• [INPUT RECORDS]

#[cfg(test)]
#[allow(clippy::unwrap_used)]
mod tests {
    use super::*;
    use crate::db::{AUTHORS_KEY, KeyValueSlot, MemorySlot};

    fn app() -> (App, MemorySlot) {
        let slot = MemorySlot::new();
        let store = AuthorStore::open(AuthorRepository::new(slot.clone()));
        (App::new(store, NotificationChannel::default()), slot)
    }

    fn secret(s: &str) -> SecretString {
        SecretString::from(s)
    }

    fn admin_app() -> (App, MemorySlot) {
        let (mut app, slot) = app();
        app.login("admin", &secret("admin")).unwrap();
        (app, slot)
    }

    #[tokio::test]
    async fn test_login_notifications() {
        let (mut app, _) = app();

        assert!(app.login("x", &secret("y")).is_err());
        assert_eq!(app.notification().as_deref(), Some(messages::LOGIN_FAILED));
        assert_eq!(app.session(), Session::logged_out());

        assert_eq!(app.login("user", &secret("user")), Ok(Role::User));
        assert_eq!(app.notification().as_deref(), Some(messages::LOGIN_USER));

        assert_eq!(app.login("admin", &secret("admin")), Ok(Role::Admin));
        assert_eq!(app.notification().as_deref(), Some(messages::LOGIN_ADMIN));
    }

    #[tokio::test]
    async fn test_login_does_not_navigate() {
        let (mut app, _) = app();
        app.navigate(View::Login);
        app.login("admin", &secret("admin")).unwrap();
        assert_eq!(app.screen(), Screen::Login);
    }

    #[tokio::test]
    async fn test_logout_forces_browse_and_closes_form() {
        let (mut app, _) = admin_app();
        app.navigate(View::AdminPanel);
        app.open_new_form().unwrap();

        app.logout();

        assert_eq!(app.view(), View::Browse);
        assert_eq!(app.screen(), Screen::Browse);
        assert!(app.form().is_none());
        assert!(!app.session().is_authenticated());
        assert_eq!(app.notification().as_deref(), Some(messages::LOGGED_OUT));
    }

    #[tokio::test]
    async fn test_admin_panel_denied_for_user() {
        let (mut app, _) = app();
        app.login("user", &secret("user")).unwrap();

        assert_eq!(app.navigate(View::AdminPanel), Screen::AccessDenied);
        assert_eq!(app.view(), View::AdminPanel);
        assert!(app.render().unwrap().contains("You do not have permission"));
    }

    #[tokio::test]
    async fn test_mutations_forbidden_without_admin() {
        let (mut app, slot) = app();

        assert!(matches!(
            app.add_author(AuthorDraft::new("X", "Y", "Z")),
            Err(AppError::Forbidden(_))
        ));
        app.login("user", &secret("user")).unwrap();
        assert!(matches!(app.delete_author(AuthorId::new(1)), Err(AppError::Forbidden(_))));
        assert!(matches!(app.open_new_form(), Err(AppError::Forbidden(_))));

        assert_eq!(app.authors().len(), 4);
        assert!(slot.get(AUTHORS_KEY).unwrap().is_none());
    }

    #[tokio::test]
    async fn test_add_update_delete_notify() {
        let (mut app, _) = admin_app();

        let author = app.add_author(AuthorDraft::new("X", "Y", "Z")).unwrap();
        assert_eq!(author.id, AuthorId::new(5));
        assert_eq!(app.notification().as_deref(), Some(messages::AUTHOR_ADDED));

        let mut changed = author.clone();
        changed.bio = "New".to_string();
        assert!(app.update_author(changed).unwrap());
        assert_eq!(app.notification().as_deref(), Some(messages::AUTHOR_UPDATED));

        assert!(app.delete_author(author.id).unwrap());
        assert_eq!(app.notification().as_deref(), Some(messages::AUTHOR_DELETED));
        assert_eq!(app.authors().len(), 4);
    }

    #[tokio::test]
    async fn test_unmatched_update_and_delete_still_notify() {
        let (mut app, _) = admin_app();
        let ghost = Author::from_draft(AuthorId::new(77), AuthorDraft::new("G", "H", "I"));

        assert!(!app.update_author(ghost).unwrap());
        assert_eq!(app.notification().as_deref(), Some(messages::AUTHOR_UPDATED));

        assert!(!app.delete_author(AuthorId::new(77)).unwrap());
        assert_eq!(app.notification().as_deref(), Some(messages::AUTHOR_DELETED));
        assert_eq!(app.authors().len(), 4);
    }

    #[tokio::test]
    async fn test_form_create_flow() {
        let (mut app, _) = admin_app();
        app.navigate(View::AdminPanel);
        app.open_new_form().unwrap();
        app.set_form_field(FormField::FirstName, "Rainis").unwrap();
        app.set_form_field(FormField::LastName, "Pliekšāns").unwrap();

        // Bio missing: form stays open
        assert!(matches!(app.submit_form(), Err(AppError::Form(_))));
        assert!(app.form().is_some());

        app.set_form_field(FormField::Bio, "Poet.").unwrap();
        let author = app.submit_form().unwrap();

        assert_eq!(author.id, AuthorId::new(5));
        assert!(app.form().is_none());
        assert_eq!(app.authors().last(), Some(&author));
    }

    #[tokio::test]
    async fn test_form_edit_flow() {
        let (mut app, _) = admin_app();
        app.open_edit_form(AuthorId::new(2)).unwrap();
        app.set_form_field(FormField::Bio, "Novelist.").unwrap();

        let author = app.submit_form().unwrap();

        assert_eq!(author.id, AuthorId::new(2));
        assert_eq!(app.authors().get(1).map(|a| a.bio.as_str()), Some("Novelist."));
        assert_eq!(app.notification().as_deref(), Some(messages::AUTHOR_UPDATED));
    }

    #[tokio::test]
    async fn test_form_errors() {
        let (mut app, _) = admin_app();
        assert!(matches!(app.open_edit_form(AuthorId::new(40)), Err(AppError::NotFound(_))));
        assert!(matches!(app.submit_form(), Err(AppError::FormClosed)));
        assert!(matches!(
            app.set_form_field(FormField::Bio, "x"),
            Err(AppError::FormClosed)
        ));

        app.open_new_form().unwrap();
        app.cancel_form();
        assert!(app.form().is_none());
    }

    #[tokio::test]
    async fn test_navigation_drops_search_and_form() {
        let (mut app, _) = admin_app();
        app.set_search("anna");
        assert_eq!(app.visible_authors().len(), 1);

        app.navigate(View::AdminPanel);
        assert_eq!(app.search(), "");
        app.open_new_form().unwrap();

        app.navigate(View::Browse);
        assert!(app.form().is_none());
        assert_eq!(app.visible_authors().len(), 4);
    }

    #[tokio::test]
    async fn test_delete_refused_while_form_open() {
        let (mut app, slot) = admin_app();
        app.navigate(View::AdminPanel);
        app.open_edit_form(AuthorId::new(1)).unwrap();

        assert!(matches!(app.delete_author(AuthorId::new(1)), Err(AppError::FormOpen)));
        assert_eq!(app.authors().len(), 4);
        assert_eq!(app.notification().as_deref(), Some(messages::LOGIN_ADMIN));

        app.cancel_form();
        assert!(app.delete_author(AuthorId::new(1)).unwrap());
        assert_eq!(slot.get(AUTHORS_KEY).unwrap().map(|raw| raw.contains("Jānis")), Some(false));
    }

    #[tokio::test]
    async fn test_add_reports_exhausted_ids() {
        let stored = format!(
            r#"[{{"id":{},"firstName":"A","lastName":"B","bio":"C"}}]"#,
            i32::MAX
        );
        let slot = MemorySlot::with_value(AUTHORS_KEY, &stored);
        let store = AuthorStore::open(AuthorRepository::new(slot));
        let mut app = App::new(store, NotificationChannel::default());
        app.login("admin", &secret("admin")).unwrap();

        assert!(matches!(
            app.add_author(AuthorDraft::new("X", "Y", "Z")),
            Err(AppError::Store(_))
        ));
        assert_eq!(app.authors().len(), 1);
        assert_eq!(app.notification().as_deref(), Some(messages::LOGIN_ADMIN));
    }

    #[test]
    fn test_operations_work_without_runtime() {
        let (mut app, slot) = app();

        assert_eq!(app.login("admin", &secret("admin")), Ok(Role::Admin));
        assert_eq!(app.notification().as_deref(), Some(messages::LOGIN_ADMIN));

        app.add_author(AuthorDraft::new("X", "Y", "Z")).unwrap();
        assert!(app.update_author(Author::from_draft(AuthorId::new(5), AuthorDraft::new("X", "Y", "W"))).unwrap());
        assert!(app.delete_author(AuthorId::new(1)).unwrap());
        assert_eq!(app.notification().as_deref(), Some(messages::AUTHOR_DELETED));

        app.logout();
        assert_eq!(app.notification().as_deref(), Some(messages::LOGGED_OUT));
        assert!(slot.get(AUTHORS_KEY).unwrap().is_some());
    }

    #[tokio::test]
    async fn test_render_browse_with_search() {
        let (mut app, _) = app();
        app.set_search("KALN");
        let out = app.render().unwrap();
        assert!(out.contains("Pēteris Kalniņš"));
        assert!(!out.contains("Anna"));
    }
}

• [EXERCISE AIM]
For the word "Screen", go through the records and show each line that carries it.

• [THE ANSWER]
        assert_eq!(app.screen(), Screen::Login);
        assert_eq!(app.screen(), Screen::Browse);
        assert_eq!(app.navigate(View::AdminPanel), Screen::AccessDenied);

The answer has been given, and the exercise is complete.